● **Task directions**
Scan the lines below and report each one containing "NotFound" by copying it.
··· Given information ···
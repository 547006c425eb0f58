//! Prometheus metrics endpoint handler.
//!
//! This endpoint is unauthenticated to allow Prometheus to scrape metrics.
//! Only request counters, gauges and latency histograms are exposed.

use axum::{extract::State, response::IntoResponse};
use metrics_exporter_prometheus::PrometheusHandle;

/// Handler for GET /metrics
///
/// Returns Prometheus text format:
/// ```text
/// # TYPE shortener_http_requests_total counter
/// shortener_http_requests_total 42
/// ```
#[tracing::instrument(skip_all, name = "shortener.metrics.scrape")]
pub async fn metrics_handler(State(handle): State<PrometheusHandle>) -> impl IntoResponse {
    handle.render()
}
//! Authorization rule registry.
//!
//! A fixed map from rule name to a pure predicate over [`Claims`], built once
//! at startup and never mutated.

use crate::auth::claims::Claims;
use crate::errors::RuleError;
use std::collections::HashMap;

/// Rule requiring the `admin_only` role string.
pub const RULE_ADMIN_ONLY: &str = "admin_only";

/// Predicate evaluated against verified claims.
pub type Predicate = fn(&Claims) -> bool;

/// Read-only rule registry.
#[derive(Clone)]
pub struct RuleEngine {
    rules: HashMap<&'static str, Predicate>,
}

impl std::fmt::Debug for RuleEngine {
    fn fmt(&self, f: &mut std::fmt::Formatter<'_>) -> std::fmt::Result {
        let mut names: Vec<&str> = self.rules.keys().copied().collect();
        names.sort_unstable();
        f.debug_struct("RuleEngine").field("rules", &names).finish()
    }
}

impl Default for RuleEngine {
    fn default() -> Self {
        Self::standard()
    }
}

impl RuleEngine {
    /// The rule set the service ships with.
    pub fn standard() -> Self {
        Self::from_rules([(RULE_ADMIN_ONLY, admin_only as Predicate)])
    }

    pub fn from_rules(rules: impl IntoIterator<Item = (&'static str, Predicate)>) -> Self {
        Self {
            rules: rules.into_iter().collect(),
        }
    }

    pub fn contains(&self, name: &str) -> bool {
        self.rules.contains_key(name)
    }

    /// Evaluate rule `name` against `claims`.
    ///
    /// # Errors
    ///
    /// - `RuleError::NotFound` - no rule is registered under `name`
    /// - `RuleError::Forbidden` - the predicate rejected the claims
    pub fn evaluate(&self, name: &str, claims: &Claims) -> Result<(), RuleError> {
        let predicate = self
            .rules
            .get(name)
            .ok_or_else(|| RuleError::NotFound(name.to_string()))?;

        if predicate(claims) {
            Ok(())
        } else {
            Err(RuleError::Forbidden)
        }
    }
}

/// Requires the literal role string `"admin_only"`.
///
/// Issued tokens carry `Role::Admin` ("ADMIN"), which this rule rejects.
/// `test_admin_only_rejects_canonical_admin_role` pins that;
/// `test_admin_only_accepts_canonical_admin_role` is ignored until the rule
/// checks `Role::Admin`.
fn admin_only(claims: &Claims) -> bool {
    claims.has_role(RULE_ADMIN_ONLY)
}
···
● **Answer to this problem**
    /// - `RuleError::NotFound` - no rule is registered under `name`
            .ok_or_else(|| RuleError::NotFound(name.to_string()))?;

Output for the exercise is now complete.